Transposon-assisted miRNA gene birth

In addition to the de novo emergence of miRNA hairpins from randomly occurring hairpins, the birth of miRNA genes may also be assisted by pre-existing genetic elements. A substantial proportion of animal genomes is composed of transposons or their defunct remnants. In fact, the human genome may in some sense be considered to be composed of more of these parasitic genetic elements than actual “human” DNA. This of course has substantial consequences for endogenous gene regulation and gene evolution 99, 100, 101, 102. The transposition of selfish genetic elements can mutate genes by directly inserting into them, or by disrupting cis-regulatory elements. Proximity to transcriptional regulatory elements carried on transposons can alter the expression of host genes. Transposons can even become incorporated into host genes, contributing exons and protein-coding potential.

Transposons often carry terminal inverted repeats, but even ones with direct terminal repeats can insert near or into each other, resulting in inverted repeat gene arrangements between once distinct elements. Transcription across such elements might be a substantial source of hairpins that comprise “accidental” miRNA substrates. Their possible regulatory activities might favor their mutation and loss if deleterious, but could also be subject to positive selection if beneficial to the organism. For example, a number of mammalian miRNAs derive from LINE transposable elements or other repetitive elements 103. Another perhaps more direct route might be through the fortuitous entry of miniature inverted-repeat transposable element (MITE) transcripts, which can be in the range of typical pre-miRNA hairpins, through the miRNA biogenesis pathway 104. A recent systematic analysis revealed at least 55 human miRNAs derived from LINE elements, SINE elements, or MITEs, with some 85 additional novel TE-derived miRNA candidates predicted 105.

Conclusions

Although a major conclusion of evolutionary-developmental biology has been that fundamental molecular circuits remain the same over the eons, even the most conserved of pathways is subject to change, adaption, and functional diversification in different settings. In this perspective, we have examined some of the many ways that miRNAs have been able to diversify their functions. We argue that their extraordinary flexibility and versatility explain their success in the genomic landscape.

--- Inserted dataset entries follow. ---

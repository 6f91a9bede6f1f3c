//! Property set errors

use crate::kind::PropertyKind;

/// Errors building or decoding a property set
#[derive(Debug, Clone, PartialEq, Eq, thiserror::Error)]
pub enum PropertyError {
    /// Name outside the fixed vocabulary
    #[error("unknown property kind: '{0}'")]
    UnknownKind(String),

    /// Value stored under the wrong kind
    #[error("property value of kind {actual} stored under {expected}")]
    KindMismatch {
        /// Slot the value was stored under
        expected: PropertyKind,
        /// Kind the value actually carries
        actual: PropertyKind,
    },
}
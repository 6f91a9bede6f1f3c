//! Operator-level explainers

use canonize_props::idioms;
use canonize_props::{PropertyKind, PropertyValue};
use canonize_syntax::Expr;

use super::{counted, mismatch};
use crate::context::ExplainContext;
use crate::difference::{DifferenceType, PropertyDifference, TransformationHints};
use crate::error::ExplainError;
use crate::explainer::DifferenceExplainer;

/// Identity operations and commutative operand order
#[derive(Debug, Clone, Copy, Default)]
pub struct AlgebraicExplainer;

/// `"op:a,b"` reversed to `"op:b,a"`
fn reversed(signature: &str) -> Option<String> {
    let (op, operands) = signature.split_once(':')?;
    let (left, right) = operands.split_once(',')?;
    Some(format!("{op}:{right},{left}"))
}

impl DifferenceExplainer for AlgebraicExplainer {
    fn kind(&self) -> PropertyKind {
        PropertyKind::AlgebraicStructure
    }

    fn name(&self) -> &'static str {
        "algebraic_structure"
    }

    fn explain(
        &self,
        candidate: &PropertyValue,
        canon: &PropertyValue,
        ctx: &ExplainContext<'_>,
    ) -> Result<Option<PropertyDifference>, ExplainError> {
        let (PropertyValue::AlgebraicStructure(a), PropertyValue::AlgebraicStructure(b)) =
            (candidate, canon)
        else {
            return Err(mismatch(self.kind(), candidate, canon));
        };

        if a.identity_operations > b.identity_operations {
            if let Some(site) = ctx
                .candidate
                .expr_sites(&idioms::is_identity_operation)
                .into_iter()
                .next()
            {
                return Ok(Some(
                    PropertyDifference::new(
                        DifferenceType::IdentityOperation,
                        TransformationHints::Site { site },
                    )
                    .with_explanation("candidate applies an operation with its identity element")
                    .with_details(
                        counted(a.identity_operations, "identity operation"),
                        counted(b.identity_operations, "identity operation"),
                    ),
                ));
            }
        }

        let swapped = a
            .commutative_orders
            .iter()
            .zip(&b.commutative_orders)
            .position(|(ours, theirs)| {
                ours != theirs && reversed(ours).as_deref() == Some(theirs.as_str())
            });
        let Some(index) = swapped else {
            return Ok(None);
        };
        let Some(site) = ctx
            .candidate
            .expr_sites(&idioms::is_commutative_binop)
            .into_iter()
            .nth(index)
        else {
            return Ok(None);
        };
        Ok(Some(
            PropertyDifference::new(
                DifferenceType::CommutativeOperandOrder,
                TransformationHints::Site { site },
            )
            .with_explanation("candidate orders the operands of a commutative operator the other way")
            .with_details(
                a.commutative_orders[index].clone(),
                b.commutative_orders[index].clone(),
            ),
        ))
    }
}

/// Power forms and truncating division
#[derive(Debug, Clone, Copy, Default)]
pub struct NumericalExplainer;

impl DifferenceExplainer for NumericalExplainer {
    fn kind(&self) -> PropertyKind {
        PropertyKind::NumericalBehavior
    }

    fn name(&self) -> &'static str {
        "numerical_behavior"
    }

    fn explain(
        &self,
        candidate: &PropertyValue,
        canon: &PropertyValue,
        ctx: &ExplainContext<'_>,
    ) -> Result<Option<PropertyDifference>, ExplainError> {
        let (PropertyValue::NumericalBehavior(a), PropertyValue::NumericalBehavior(b)) =
            (candidate, canon)
        else {
            return Err(mismatch(self.kind(), candidate, canon));
        };

        let power_form = if a.powers > b.powers && a.self_multiplications < b.self_multiplications
        {
            Some((idioms::is_power_two as fn(&Expr) -> bool, true))
        } else if a.self_multiplications > b.self_multiplications && a.powers < b.powers {
            Some((idioms::is_self_multiplication as fn(&Expr) -> bool, false))
        } else {
            None
        };
        if let Some((pred, to_multiplication)) = power_form {
            if let Some(site) = ctx.candidate.expr_sites(&pred).into_iter().next() {
                let (ours, theirs) = if to_multiplication {
                    ("x ** 2", "x * x")
                } else {
                    ("x * x", "x ** 2")
                };
                return Ok(Some(
                    PropertyDifference::new(
                        DifferenceType::PowerVsMultiplication,
                        TransformationHints::PowerForm {
                            site,
                            to_multiplication,
                        },
                    )
                    .with_explanation(format!("candidate squares as `{ours}`; canon as `{theirs}`"))
                    .with_details(
                        format!("{} powers / {} products", a.powers, a.self_multiplications),
                        format!("{} powers / {} products", b.powers, b.self_multiplications),
                    ),
                ));
            }
        }

        if a.truncating_divisions > b.truncating_divisions && a.floor_divisions < b.floor_divisions
        {
            if let Some(site) = ctx
                .candidate
                .expr_sites(&idioms::is_truncating_division)
                .into_iter()
                .next()
            {
                return Ok(Some(
                    PropertyDifference::new(
                        DifferenceType::TruncatingDivision,
                        TransformationHints::Site { site },
                    )
                    .with_explanation("candidate truncates a true division; canon floor-divides")
                    .with_details(
                        counted(a.truncating_divisions, "truncating division"),
                        counted(b.floor_divisions, "floor division"),
                    ),
                ));
            }
        }

        Ok(None)
    }
}

#[cfg(test)]
mod tests {
    use super::*;
    use crate::explainers::testing::Pair;
    use canonize_props::idioms::Site;
    use pretty_assertions::assert_eq;

    #[test]
    fn identity_operation() {
        let pair = Pair::new("def f(x):\n    return x + 0\n", "def f(x):\n    return x\n");
        let diff = pair.explain(&AlgebraicExplainer).unwrap();
        assert_eq!(diff.difference_type, DifferenceType::IdentityOperation);
        assert_eq!(diff.hints, TransformationHints::Site { site: Site::new("f", 0) });
    }

    #[test]
    fn commutative_order_points_at_the_swapped_operation() {
        let pair = Pair::new(
            "def f(x, y):\n    a = x + y\n    return x * 2 + a\n",
            "def f(x, y):\n    a = x + y\n    return 2 * x + a\n",
        );
        let diff = pair.explain(&AlgebraicExplainer).unwrap();
        assert_eq!(diff.difference_type, DifferenceType::CommutativeOperandOrder);
        // pre-order: `x + y`, `x * 2 + a`, `x * 2`
        assert_eq!(diff.hints, TransformationHints::Site { site: Site::new("f", 2) });
    }

    #[test]
    fn swapped_parameters_are_explained() {
        let pair = Pair::new(
            "def f(a, b):\n    return b * a\n",
            "def f(a, b):\n    return a * b\n",
        );
        let diff = pair.explain(&AlgebraicExplainer).unwrap();
        assert_eq!(diff.difference_type, DifferenceType::CommutativeOperandOrder);
        assert_eq!(diff.hints, TransformationHints::Site { site: Site::new("f", 0) });
    }

    #[test]
    fn reversal_of_a_signature() {
        assert_eq!(reversed("*:name,literal").as_deref(), Some("*:literal,name"));
        assert_eq!(reversed("garbage"), None);
    }

    #[test]
    fn power_against_multiplication() {
        let pair = Pair::new("def f(x):\n    return x ** 2\n", "def f(x):\n    return x * x\n");
        let diff = pair.explain(&NumericalExplainer).unwrap();
        assert_eq!(
            diff.hints,
            TransformationHints::PowerForm {
                site: Site::new("f", 0),
                to_multiplication: true
            }
        );

        let back = Pair::new("def f(x):\n    return x * x\n", "def f(x):\n    return x ** 2\n");
        let diff = back.explain(&NumericalExplainer).unwrap();
        assert!(matches!(
            diff.hints,
            TransformationHints::PowerForm {
                to_multiplication: false,
                ..
            }
        ));
    }

    #[test]
    fn truncating_division() {
        let pair = Pair::new(
            "def f(a, b):\n    return int(a / b)\n",
            "def f(a, b):\n    return a // b\n",
        );
        let diff = pair.explain(&NumericalExplainer).unwrap();
        assert_eq!(diff.difference_type, DifferenceType::TruncatingDivision);
    }
}
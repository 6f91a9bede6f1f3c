//! Removal rewrites: dead stores, diagnostics, copies and docstrings

use canonize_explain::{DifferenceType, PropertyDifference, TransformationHints};
use canonize_props::idioms;
use canonize_props::PropertyKind;
use canonize_syntax::visit::rewrite_nth_expr;
use canonize_syntax::{Arg, Expr};

use crate::error::StrategyError;
use crate::strategy::{
    ensure_nonempty, function_mut, plain_site, rewrite_block_site, rewrite_module,
    TransformationStrategy,
};

/// Drops an assignment whose value is never read
///
/// The site's occurrence indexes the function's top-level body directly.
#[derive(Debug, Clone, Copy, Default)]
pub struct DeadStoreElimination;

impl TransformationStrategy for DeadStoreElimination {
    fn name(&self) -> &'static str {
        "dead_store_elimination"
    }

    fn kind(&self) -> PropertyKind {
        PropertyKind::DataDependency
    }

    fn handles(&self, difference_type: DifferenceType) -> bool {
        difference_type == DifferenceType::DeadStore
    }

    fn generate(
        &self,
        difference: &PropertyDifference,
        source: &str,
    ) -> Result<Option<String>, StrategyError> {
        let site = plain_site(self.name(), difference)?;
        rewrite_module(source, |module| {
            let def = function_mut(module, &site.function)?;
            if !idioms::dead_store_indices(def).contains(&site.occurrence) {
                return Ok(false);
            }
            def.body.remove(site.occurrence);
            ensure_nonempty(&mut def.body);
            Ok(true)
        })
    }
}

/// Drops a `print(...)` statement
#[derive(Debug, Clone, Copy, Default)]
pub struct StripDiagnosticOutput;

impl TransformationStrategy for StripDiagnosticOutput {
    fn name(&self) -> &'static str {
        "strip_diagnostic_output"
    }

    fn kind(&self) -> PropertyKind {
        PropertyKind::SideEffects
    }

    fn handles(&self, difference_type: DifferenceType) -> bool {
        difference_type == DifferenceType::DiagnosticOutput
    }

    fn generate(
        &self,
        difference: &PropertyDifference,
        source: &str,
    ) -> Result<Option<String>, StrategyError> {
        let site = plain_site(self.name(), difference)?;
        rewrite_block_site(source, site, idioms::is_print_statement, |block, i| {
            block.remove(i);
            ensure_nonempty(block);
            true
        })
    }
}

fn materialized(expr: &Expr) -> Option<Expr> {
    match expr {
        Expr::Call { args, .. } => match args.as_slice() {
            [Arg::Positional(inner)] => Some(inner.clone()),
            _ => None,
        },
        _ => None,
    }
}

/// `for x in list(xs)` into `for x in xs`
///
/// The site's occurrence counts every `list(...)`/`tuple(...)` call, so the
/// rewrite first checks that this one is only iterated.
#[derive(Debug, Clone, Copy, Default)]
pub struct UnwrapMaterialization;

impl TransformationStrategy for UnwrapMaterialization {
    fn name(&self) -> &'static str {
        "unwrap_materialization"
    }

    fn kind(&self) -> PropertyKind {
        PropertyKind::Complexity
    }

    fn handles(&self, difference_type: DifferenceType) -> bool {
        difference_type == DifferenceType::RedundantMaterialization
    }

    fn generate(
        &self,
        difference: &PropertyDifference,
        source: &str,
    ) -> Result<Option<String>, StrategyError> {
        let site = plain_site(self.name(), difference)?;
        rewrite_module(source, |module| {
            let def = function_mut(module, &site.function)?;
            if !idioms::redundant_materializations(&def.body).contains(&site.occurrence) {
                return Ok(false);
            }
            Ok(rewrite_nth_expr(
                &mut def.body,
                site.occurrence,
                idioms::is_materializing_call,
                |expr| materialized(&expr).unwrap_or(expr),
            ))
        })
    }
}

/// Drops a function's docstring
#[derive(Debug, Clone, Copy, Default)]
pub struct StripDocstring;

impl TransformationStrategy for StripDocstring {
    fn name(&self) -> &'static str {
        "strip_docstring"
    }

    fn kind(&self) -> PropertyKind {
        PropertyKind::FunctionContracts
    }

    fn handles(&self, difference_type: DifferenceType) -> bool {
        difference_type == DifferenceType::ExtraneousDocstring
    }

    fn generate(
        &self,
        difference: &PropertyDifference,
        source: &str,
    ) -> Result<Option<String>, StrategyError> {
        let TransformationHints::StripDocstring { function } = &difference.hints else {
            return Err(StrategyError::unexpected_hint(self.name(), difference.hints.tag()));
        };
        rewrite_module(source, |module| {
            let def = function_mut(module, function)?;
            if def.docstring().is_none() {
                return Ok(false);
            }
            def.body.remove(0);
            ensure_nonempty(&mut def.body);
            Ok(true)
        })
    }
}

#[cfg(test)]
mod tests {
    use super::*;
    use crate::strategies::testing::{at, run, run_at};
    use pretty_assertions::assert_eq;

    #[test]
    fn dead_store_is_removed() {
        let out = run_at(
            &DeadStoreElimination,
            DifferenceType::DeadStore,
            "def f(x):\n    y = 0\n    y = x\n    return y\n",
        );
        assert_eq!(out.as_deref(), Some("def f(x):\n    y = x\n    return y\n"));
    }

    #[test]
    fn live_store_is_kept() {
        let out = run(
            &DeadStoreElimination,
            DifferenceType::DeadStore,
            TransformationHints::Site { site: at("f", 1) },
            "def f(x):\n    y = 0\n    y = x\n    return y\n",
        );
        assert_eq!(out, None);
    }

    #[test]
    fn print_is_removed_and_block_stays_valid() {
        let out = run_at(
            &StripDiagnosticOutput,
            DifferenceType::DiagnosticOutput,
            "def f(x):\n    if x:\n        print(x)\n    return x\n",
        );
        assert_eq!(
            out.as_deref(),
            Some("def f(x):\n    if x:\n        pass\n    return x\n")
        );
    }

    #[test]
    fn iterated_copy_is_unwrapped() {
        let out = run_at(
            &UnwrapMaterialization,
            DifferenceType::RedundantMaterialization,
            "def f(xs):\n    t = 0\n    for x in list(xs):\n        t += x\n    return t\n",
        );
        assert_eq!(
            out.as_deref(),
            Some("def f(xs):\n    t = 0\n    for x in xs:\n        t += x\n    return t\n")
        );
    }

    #[test]
    fn returned_copy_is_kept() {
        let out = run_at(
            &UnwrapMaterialization,
            DifferenceType::RedundantMaterialization,
            "def f(xs):\n    return list(xs)\n",
        );
        assert_eq!(out, None);
    }

    #[test]
    fn docstring_is_removed() {
        let out = run(
            &StripDocstring,
            DifferenceType::ExtraneousDocstring,
            TransformationHints::StripDocstring {
                function: "f".to_string(),
            },
            "def f(x):\n    \"\"\"Identity.\"\"\"\n    return x\n",
        );
        assert_eq!(out.as_deref(), Some("def f(x):\n    return x\n"));
    }
}
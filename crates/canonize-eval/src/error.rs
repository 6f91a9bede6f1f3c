//! Interpreter errors and Python-level exceptions

use std::fmt;

use canonize_syntax::ParseError;
use serde::{Deserialize, Serialize};

/// Reasons the interpreter stops without a Python-level outcome
///
/// None of these says anything about the program's behavior; a probe that
/// hits one is inconclusive for that input.
#[derive(Debug, Clone, PartialEq, Eq, thiserror::Error)]
pub enum EvalError {
    /// Source handed to the interpreter does not parse
    #[error("source does not parse: {0}")]
    Parse(#[from] ParseError),

    /// Step budget spent
    #[error("fuel exhausted")]
    FuelExhausted,

    /// Call depth above the configured bound
    #[error("call depth exceeded {0}")]
    DepthExceeded(usize),

    /// Construct outside the modelled subset
    #[error("unsupported construct: {0}")]
    Unsupported(String),

    /// Entry point not defined by the module
    #[error("no function named '{0}'")]
    MissingFunction(String),
}

impl EvalError {
    /// Create an unsupported construct error
    #[must_use]
    pub fn unsupported(what: impl Into<String>) -> Self {
        Self::Unsupported(what.into())
    }
}

/// Python exception raised by the program under test
#[derive(Debug, Clone, PartialEq, Eq, Serialize, Deserialize)]
pub struct Exception {
    /// Exception class name, e.g. `ZeroDivisionError`
    pub class: String,
    /// First constructor argument rendered with `str`
    pub message: String,
}

impl Exception {
    /// Create an exception
    #[must_use]
    pub fn new(class: impl Into<String>, message: impl Into<String>) -> Self {
        Self {
            class: class.into(),
            message: message.into(),
        }
    }

    pub(crate) fn type_error(message: impl Into<String>) -> Self {
        Self::new("TypeError", message)
    }

    pub(crate) fn value_error(message: impl Into<String>) -> Self {
        Self::new("ValueError", message)
    }

    pub(crate) fn index_error(message: impl Into<String>) -> Self {
        Self::new("IndexError", message)
    }

    pub(crate) fn key_error(message: impl Into<String>) -> Self {
        Self::new("KeyError", message)
    }

    pub(crate) fn zero_division() -> Self {
        Self::new("ZeroDivisionError", "division by zero")
    }

    pub(crate) fn name_error(name: &str) -> Self {
        Self::new("NameError", format!("name '{name}' is not defined"))
    }

    pub(crate) fn attribute_error(type_name: &str, attr: &str) -> Self {
        Self::new(
            "AttributeError",
            format!("'{type_name}' object has no attribute '{attr}'"),
        )
    }

    /// Whether an `except <handler>` clause catches this exception
    #[must_use]
    pub fn is_caught_by(&self, handler: &str) -> bool {
        handler == self.class
            || matches!(handler, "Exception" | "BaseException")
            || (handler == "ArithmeticError"
                && matches!(self.class.as_str(), "ZeroDivisionError" | "OverflowError"))
            || (handler == "LookupError"
                && matches!(self.class.as_str(), "IndexError" | "KeyError"))
    }
}

impl fmt::Display for Exception {
    fn fmt(&self, f: &mut fmt::Formatter<'_>) -> fmt::Result {
        if self.message.is_empty() {
            write!(f, "{}", self.class)
        } else {
            write!(f, "{}: {}", self.class, self.message)
        }
    }
}

/// Exception classes the interpreter can construct and catch
pub(crate) const EXCEPTION_CLASSES: &[&str] = &[
    "ArithmeticError",
    "AssertionError",
    "AttributeError",
    "BaseException",
    "Exception",
    "IndexError",
    "KeyError",
    "LookupError",
    "NameError",
    "NotImplementedError",
    "OverflowError",
    "RecursionError",
    "RuntimeError",
    "StopIteration",
    "TypeError",
    "ValueError",
    "ZeroDivisionError",
];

First, miRNAs are easily able to acquire new functions-even a single nucleotide change in their seed region will completely alter their target spectra. Conversely, it is relatively trivial for a given target gene to be captured by a miRNA, since virtually every gene is a point mutation away from acquiring a high-affinity binding site for one or more miRNAs. Second, miRNA genes are frequently duplicated, creating abundant possibilities for their subfunctionalization or neofunctionalization. Third, mechanisms for neofunctionalization can apply even to single miRNAs. We have described examples in which alternate Drosha/Dicer cleavages can diversify the output of a major miRNA species. In addition, inherent miRNA* functionality frequently allows a second functional species to emerge from any given miRNA hairpin. If that were not enough, antisense transcription and processing of miRNA hairpins is yet another genuine mechanism to diversity a single miRNA locus. Finally, miRNAs are easily born de novo. Unlike protein-encoding genes, they do not need to acquire translational initiation context, nor evolve an open reading frame of significant length, nor produce a polypeptide that should fortuitously resist unfolding and degradation. Truly, miRNAs are an evolutionary wonder, constantly capable of reinventing themselves, and even of making something out of thin air.